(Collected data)

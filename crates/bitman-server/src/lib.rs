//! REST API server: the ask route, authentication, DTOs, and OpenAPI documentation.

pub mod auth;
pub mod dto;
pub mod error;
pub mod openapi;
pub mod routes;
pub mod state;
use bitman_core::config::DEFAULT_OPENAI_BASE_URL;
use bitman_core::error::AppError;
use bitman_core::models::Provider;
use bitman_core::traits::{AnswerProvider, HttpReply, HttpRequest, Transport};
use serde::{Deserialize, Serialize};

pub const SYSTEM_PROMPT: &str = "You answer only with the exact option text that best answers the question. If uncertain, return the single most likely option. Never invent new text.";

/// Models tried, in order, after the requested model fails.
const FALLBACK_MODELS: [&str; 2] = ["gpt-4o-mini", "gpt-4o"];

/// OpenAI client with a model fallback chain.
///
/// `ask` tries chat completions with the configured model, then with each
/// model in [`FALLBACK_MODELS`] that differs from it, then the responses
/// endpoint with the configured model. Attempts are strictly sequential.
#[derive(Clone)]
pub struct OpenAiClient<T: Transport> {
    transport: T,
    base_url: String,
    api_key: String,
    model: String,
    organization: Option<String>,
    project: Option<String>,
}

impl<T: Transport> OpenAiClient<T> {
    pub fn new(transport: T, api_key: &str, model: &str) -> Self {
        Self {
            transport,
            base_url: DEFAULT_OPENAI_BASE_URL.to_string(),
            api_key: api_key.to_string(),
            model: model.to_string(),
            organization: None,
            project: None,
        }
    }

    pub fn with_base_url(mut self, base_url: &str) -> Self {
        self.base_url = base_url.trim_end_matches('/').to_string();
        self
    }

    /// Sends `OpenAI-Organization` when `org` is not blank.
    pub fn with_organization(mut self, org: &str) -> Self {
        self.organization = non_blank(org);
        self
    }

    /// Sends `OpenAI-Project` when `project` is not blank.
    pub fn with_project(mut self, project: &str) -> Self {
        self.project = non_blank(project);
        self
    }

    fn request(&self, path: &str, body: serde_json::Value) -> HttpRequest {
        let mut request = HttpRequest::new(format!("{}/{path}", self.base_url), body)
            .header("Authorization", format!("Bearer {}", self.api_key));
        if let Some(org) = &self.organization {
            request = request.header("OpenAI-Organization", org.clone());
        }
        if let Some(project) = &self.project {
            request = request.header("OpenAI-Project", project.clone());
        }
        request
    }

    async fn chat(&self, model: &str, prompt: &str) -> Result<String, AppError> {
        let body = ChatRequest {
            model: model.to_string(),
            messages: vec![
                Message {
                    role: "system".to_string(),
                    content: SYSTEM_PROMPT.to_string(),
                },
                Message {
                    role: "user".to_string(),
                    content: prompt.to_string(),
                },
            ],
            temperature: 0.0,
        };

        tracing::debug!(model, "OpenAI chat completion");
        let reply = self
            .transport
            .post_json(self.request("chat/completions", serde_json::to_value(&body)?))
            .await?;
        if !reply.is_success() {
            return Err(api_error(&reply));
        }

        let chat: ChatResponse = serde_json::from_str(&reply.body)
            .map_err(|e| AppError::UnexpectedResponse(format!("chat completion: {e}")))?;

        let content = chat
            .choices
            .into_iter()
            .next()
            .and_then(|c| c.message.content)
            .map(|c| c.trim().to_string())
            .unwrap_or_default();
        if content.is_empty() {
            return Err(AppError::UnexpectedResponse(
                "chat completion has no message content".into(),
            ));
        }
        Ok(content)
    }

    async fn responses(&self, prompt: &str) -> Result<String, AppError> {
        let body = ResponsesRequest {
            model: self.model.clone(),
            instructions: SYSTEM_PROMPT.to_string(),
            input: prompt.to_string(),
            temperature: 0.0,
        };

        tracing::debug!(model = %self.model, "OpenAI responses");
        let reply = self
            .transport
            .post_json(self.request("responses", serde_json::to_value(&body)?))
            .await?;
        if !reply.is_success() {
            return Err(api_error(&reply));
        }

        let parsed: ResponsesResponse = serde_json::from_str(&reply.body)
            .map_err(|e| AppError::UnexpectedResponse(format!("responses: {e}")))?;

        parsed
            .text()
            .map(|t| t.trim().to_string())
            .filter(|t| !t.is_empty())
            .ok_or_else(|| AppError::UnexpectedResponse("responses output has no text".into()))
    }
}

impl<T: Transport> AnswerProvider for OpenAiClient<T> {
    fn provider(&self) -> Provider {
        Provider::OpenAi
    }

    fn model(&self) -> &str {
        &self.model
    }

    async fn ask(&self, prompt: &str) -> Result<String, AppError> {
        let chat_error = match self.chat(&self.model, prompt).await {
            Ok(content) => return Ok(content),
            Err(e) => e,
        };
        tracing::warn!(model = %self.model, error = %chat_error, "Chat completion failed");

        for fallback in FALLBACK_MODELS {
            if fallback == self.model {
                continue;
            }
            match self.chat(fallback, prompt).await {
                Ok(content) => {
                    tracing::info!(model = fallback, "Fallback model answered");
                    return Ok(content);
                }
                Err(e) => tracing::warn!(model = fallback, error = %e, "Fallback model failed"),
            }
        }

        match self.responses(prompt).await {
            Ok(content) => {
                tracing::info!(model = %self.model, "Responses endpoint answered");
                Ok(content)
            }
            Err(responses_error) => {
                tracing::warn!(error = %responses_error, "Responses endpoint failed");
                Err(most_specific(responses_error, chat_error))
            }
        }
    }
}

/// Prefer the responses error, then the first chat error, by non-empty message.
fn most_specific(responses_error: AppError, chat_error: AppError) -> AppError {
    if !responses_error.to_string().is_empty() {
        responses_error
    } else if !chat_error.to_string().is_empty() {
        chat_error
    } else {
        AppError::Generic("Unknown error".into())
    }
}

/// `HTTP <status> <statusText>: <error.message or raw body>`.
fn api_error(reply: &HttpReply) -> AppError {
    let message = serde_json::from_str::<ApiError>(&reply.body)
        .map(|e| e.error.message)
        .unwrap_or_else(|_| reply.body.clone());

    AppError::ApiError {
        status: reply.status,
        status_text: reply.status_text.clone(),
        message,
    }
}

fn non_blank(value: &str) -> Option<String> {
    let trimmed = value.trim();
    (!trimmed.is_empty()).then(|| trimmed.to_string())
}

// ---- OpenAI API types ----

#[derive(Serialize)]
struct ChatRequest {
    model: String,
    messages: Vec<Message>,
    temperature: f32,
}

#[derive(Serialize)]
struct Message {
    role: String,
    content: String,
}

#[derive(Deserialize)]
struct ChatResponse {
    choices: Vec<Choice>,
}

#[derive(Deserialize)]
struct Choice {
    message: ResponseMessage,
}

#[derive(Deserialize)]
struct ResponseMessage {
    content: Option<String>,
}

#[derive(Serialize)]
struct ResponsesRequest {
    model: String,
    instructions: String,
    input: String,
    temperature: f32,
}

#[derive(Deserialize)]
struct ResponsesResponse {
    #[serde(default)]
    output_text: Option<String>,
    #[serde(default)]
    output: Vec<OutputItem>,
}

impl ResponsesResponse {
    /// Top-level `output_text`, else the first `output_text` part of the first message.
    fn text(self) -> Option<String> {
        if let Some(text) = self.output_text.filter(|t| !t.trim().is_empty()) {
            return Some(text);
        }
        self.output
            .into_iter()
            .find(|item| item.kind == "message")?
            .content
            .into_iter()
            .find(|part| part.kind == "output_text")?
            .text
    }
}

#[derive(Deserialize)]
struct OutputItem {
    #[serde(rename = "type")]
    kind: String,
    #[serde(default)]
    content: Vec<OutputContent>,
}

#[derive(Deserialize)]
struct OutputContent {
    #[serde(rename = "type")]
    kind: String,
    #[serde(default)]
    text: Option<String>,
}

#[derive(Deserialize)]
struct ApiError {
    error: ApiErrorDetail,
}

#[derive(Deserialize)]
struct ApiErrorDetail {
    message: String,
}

§ WORK ITEM: Filter the entries above down to the lines that hold the word "warn", and copy those lines.

§ WORKED SOLUTION:
        tracing::warn!(model = %self.model, error = %chat_error, "Chat completion failed");
                Err(e) => tracing::warn!(model = fallback, error = %e, "Fallback model failed"),
                tracing::warn!(error = %responses_error, "Responses endpoint failed");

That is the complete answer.